FürValidierung der Allergenreinigung im CIPDie Entscheidungsgrenze ist Freigabe, Quarantäne, Nacharbeit, Zerstörung, Rückrufbewertung oder Lieferanteneskalation.Der Prüfer sollte diese Grenze auf Überwachungsaufzeichnung, Verifizierungsaufzeichnung, Hygieneergebnis, Detektorprüfung, Etikettenprüfung, Umwelttrend und unterzeichnete Verfügung zurückführen und dann aufzeichnen, warum diese Daten für genau dieses Produkt und diesen Titel ausreichend sind.
InValidierung der Allergenreinigung im CIP, sollte die Fehlererklärung undokumentierte Gefahrenkontrolle, wiederholte Abweichung, Risiko von Querkontakten, verpasste Halteentscheidung oder schwache Korrekturmaßnahmen nennen.In der Nachverfolgungsaufzeichnung sollten Probenort, Methodenzustand, Chargenidentität, Lageralter und Korrekturmaßnahmen enthalten sein, damit ein anderer Prüfer die Schlussfolgerung wiederholen kann.
Häufige Fragen
Reicht ATP für die Validierung der Allergenreinigung aus?
Nein. ATP ist nicht allergenspezifisch und sollte gegebenenfalls keine allergenspezifische Validierung wie ELISA ersetzen.
Was ist der beste Probentyp?
Verwenden Sie den Probentyp, der dem Risiko entspricht.Kombinieren Sie gezielte Abstrichtupfer mit Spülproben, wenn bei geschlossenen CIP-Kreisläufen das Risiko einer Verstopfung besteht.
Quellen
- Internationale Überprüfung der Reinigungsrichtlinien für LebensmittelallergeneWird für Validierungsprinzipien der Allergenreinigung, ELISA/LFD-Rollen und Grenzwerte von Protein- oder ATP-Tupfern verwendet.
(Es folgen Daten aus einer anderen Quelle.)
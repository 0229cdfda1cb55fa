use rand::Rng;
use rbtree_collections::red_black_tree::{Color, RedBlackMap, RedBlackSet, TreeConfig};
use rbtree_collections::Error;
use simplelog::{ColorChoice, Config, LevelFilter, TermLogger, TerminalMode};
use std::collections::BTreeMap;

const NUM_OF_OPERATIONS: usize = 20_000;

fn init_logging() {
    let _ = TermLogger::init(
        LevelFilter::Info,
        Config::default(),
        TerminalMode::Mixed,
        ColorChoice::Auto,
    );
}

fn height_bound(len: usize) -> f64 {
    2.0 * ((len + 1) as f64).log2()
}

fn scenario_set() -> RedBlackSet<u32> {
    let mut set = RedBlackSet::new();
    for key in &[4, 5, 7, 2, 1, 3, 6, 0, 8, 10, 9] {
        set.insert(*key).unwrap();
        set.validate().unwrap();
    }
    set
}

#[test]
fn test_ascending_inserts_stay_shallow() {
    init_logging();
    let mut set = RedBlackSet::new();
    for key in 1..=10 {
        set.insert(key).unwrap();
    }
    assert_eq!(set.len(), 10);
    assert!(set.height() < set.len());
    assert!(set.height() as f64 <= height_bound(set.len()));
    set.validate().unwrap();
}

#[test]
fn test_scenario_insert_and_query() {
    let mut set = scenario_set();
    assert_eq!(set.len(), 11);
    assert!(set.contains(&5));
    assert_eq!(set.min(), Ok(&0));
    assert_eq!(set.max(), Ok(&10));
    assert_eq!(set.insert(2), Err(Error::DuplicateKey));
    assert_eq!(set.len(), 11);
    set.validate().unwrap();
}

#[test]
fn test_scenario_remove() {
    let mut set = scenario_set();
    for key in &[7, 1, 3] {
        assert_eq!(set.remove(key), Ok(*key));
        set.validate().unwrap();
    }
    assert_eq!(set.len(), 8);
    assert!(!set.contains(&1));
    assert!(!set.contains(&3));
    assert_eq!(set.to_sorted_vec(), vec![0, 2, 4, 5, 6, 8, 9, 10]);
}

#[test]
fn test_scenario_remove_root() {
    let mut set = scenario_set();
    for key in &[7, 1, 3] {
        set.remove(key).unwrap();
    }

    let root = *set.pre_order().next().unwrap();
    assert_eq!(set.remove(&root), Ok(root));
    assert_eq!(set.len(), 7);
    assert!(!set.contains(&root));
    set.validate().unwrap();
}

#[test]
fn test_scenario_map_update() {
    let mut map = RedBlackMap::new();
    for key in 1..=10 {
        map.insert(key, format!("label {}", key)).unwrap();
    }
    assert_eq!(map.find(&5).map(String::as_str), Ok("label 5"));

    assert_eq!(map.update(&5, String::from("new")), Ok(String::from("label 5")));
    assert_eq!(map.find(&5).map(String::as_str), Ok("new"));
    assert_eq!(map.len(), 10);
    map.validate().unwrap();
}

#[test]
fn test_round_trip_to_empty() {
    let mut set: RedBlackSet<u32> = (0..500).collect();
    let evens = (0..500).filter(|key| key % 2 == 0);
    let odds = (0..500).filter(|key| key % 2 == 1);
    for key in evens.chain(odds) {
        assert_eq!(set.remove(&key), Ok(key));
        set.validate().unwrap();
    }
    assert_eq!(set.len(), 0);
    assert!(set.is_empty());
    assert_eq!(set.height(), 0);
    assert_eq!(set.min(), Err(Error::EmptyTree));
    assert_eq!(set.iter().next(), None);
}

#[test]
fn test_root_stays_black() {
    let mut map = RedBlackMap::new();
    assert_eq!(map.root_color(), None);
    for key in 0..100 {
        map.insert(key, key).unwrap();
        assert_eq!(map.root_color(), Some(Color::Black));
    }
    for key in 0..99 {
        map.remove(&key).unwrap();
        assert_eq!(map.root_color(), Some(Color::Black));
    }
}

#[test]
fn test_get_or_set() {
    let mut map = RedBlackMap::new();
    assert_eq!(map.set("a", 1), None);
    assert_eq!(map.set("a", 2), Some(1));
    map[&"a"] += 1;
    assert_eq!(map[&"a"], 3);
    assert_eq!(map.find(&"b"), Err(Error::KeyNotFound));
}

#[test]
fn int_test_red_black_map() {
    init_logging();
    let mut rng: rand::XorShiftRng = rand::SeedableRng::from_seed([1, 1, 1, 1]);
    let mut map = RedBlackMap::with_config(TreeConfig::default().chunk_size(16));
    let mut expected = BTreeMap::new();

    for i in 0..NUM_OF_OPERATIONS {
        let key = rng.gen_range(0, 1000);
        let value = rng.gen::<u32>();

        match rng.gen_range(0, 4) {
            0 | 1 => {
                if expected.contains_key(&key) {
                    assert_eq!(map.insert(key, value), Err(Error::DuplicateKey));
                } else {
                    assert_eq!(map.insert(key, value), Ok(()));
                    expected.insert(key, value);
                }
            },
            2 => {
                let actual = map.remove(&key).ok();
                assert_eq!(actual, expected.remove(&key).map(|value| (key, value)));
            },
            _ => {
                let actual = map.update(&key, value).ok();
                let old = expected.get_mut(&key).map(|old| std::mem::replace(old, value));
                assert_eq!(actual, old);
            },
        }

        assert_eq!(map.len(), expected.len());
        if i % 64 == 0 {
            map.validate().unwrap();
            assert!(map.height() as f64 <= height_bound(map.len()));
        }
    }

    map.validate().unwrap();
    assert_eq!(
        map.iter().collect::<Vec<(&u32, &u32)>>(),
        expected.iter().collect::<Vec<(&u32, &u32)>>(),
    );

    for key in 0..1000 {
        let present = expected.contains_key(&key);
        let next = expected.range(key + 1..).next().map(|pair| pair.0);
        let prev = expected.range(..key).next_back().map(|pair| pair.0);

        assert_eq!(map.successor(&key).ok(), next.filter(|_| present));
        assert_eq!(map.predecessor(&key).ok(), prev.filter(|_| present));
        assert_eq!(map.floor(&key), expected.range(..=key).next_back().map(|pair| pair.0));
        assert_eq!(map.ceil(&key), expected.range(key..).next().map(|pair| pair.0));
    }
}

#[test]
fn int_test_red_black_multiset() {
    let mut rng: rand::XorShiftRng = rand::SeedableRng::from_seed([1, 1, 1, 1]);
    let mut set = RedBlackSet::with_duplicates();
    let mut expected: Vec<u32> = Vec::new();

    for _ in 0..NUM_OF_OPERATIONS / 4 {
        let key = rng.gen_range(0, 50);
        if rng.gen::<bool>() {
            set.insert(key).unwrap();
            let index = expected.iter().position(|other| *other > key).unwrap_or(expected.len());
            expected.insert(index, key);
        } else {
            match expected.iter().position(|other| *other == key) {
                Some(index) => {
                    expected.remove(index);
                    assert_eq!(set.remove(&key), Ok(key));
                },
                None => assert_eq!(set.remove(&key), Err(Error::KeyNotFound)),
            }
        }
        set.validate().unwrap();
    }

    assert_eq!(set.to_sorted_vec(), expected);
    assert_eq!(set.into_iter().collect::<Vec<u32>>(), expected);
}

#[test]
fn int_test_traversals() {
    let mut rng: rand::XorShiftRng = rand::SeedableRng::from_seed([1, 1, 1, 1]);
    let mut map = RedBlackMap::new();
    for _ in 0..1000 {
        map.set(rng.next_u32(), ());
    }

    let pre: Vec<&u32> = map.pre_order().map(|pair| pair.0).collect();
    let post: Vec<&u32> = map.post_order().map(|pair| pair.0).collect();
    let mut in_order: Vec<&u32> = map.keys().collect();

    assert_eq!(pre.len(), map.len());
    assert_eq!(post.len(), map.len());
    assert_eq!(pre.first(), post.last());

    let mut sorted_pre = pre.clone();
    sorted_pre.sort();
    assert_eq!(sorted_pre, in_order);

    let mut sorted_post = post.clone();
    sorted_post.sort();
    assert_eq!(sorted_post, in_order);

    in_order.reverse();
    assert_eq!(map.keys().rev().collect::<Vec<&u32>>(), in_order);
}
- Bewertung des Risikos einer Kreuzkontamination mit LebensmittelallergenenWird zur Gefahrendefinition und Risikoeingrenzung bei Querkontakten in der Fertigung verwendet.
- Aktuelle Lebensmittelallergenlandschaft der FDAWird für den Rückrufkontext nicht deklarierter Allergene, Kreuzkontaktkontrollen und das Risiko von Kennzeichnungsfehlern verwendet.
- Leitlinien der Food Standards Agency zur vorsorglichen Kennzeichnung von AllergenenWird zur PAL-Risikobewertung, zum Risikomanagement und zur Vermeidung übermäßiger Beratungsaussagen verwendet.
- Globale Perspektiven zur AllergenkennzeichnungWird für globale Allergendeklarationssysteme und Harmonisierungsfragen verwendet.
- VITAL-Wissenschaft für die Risikobewertung von Kreuzkontakten mit AllergenenWird für Referenzdosis- und Aktionsebenenkonzepte für kontaktübergreifende Entscheidungen verwendet.
- Vergleich kommerzieller Allergen-ELISA-Kits zum Nachweis von Eiern in LebensmittelmatrizenZur Validierung der Allergenreinigung im CIP hinzugefügt, da diese Quelle mikrobielle, Lebensmittelsicherheit und HACCP-Nachweise unterstützt und den Artikelquellensatz diversifiziert.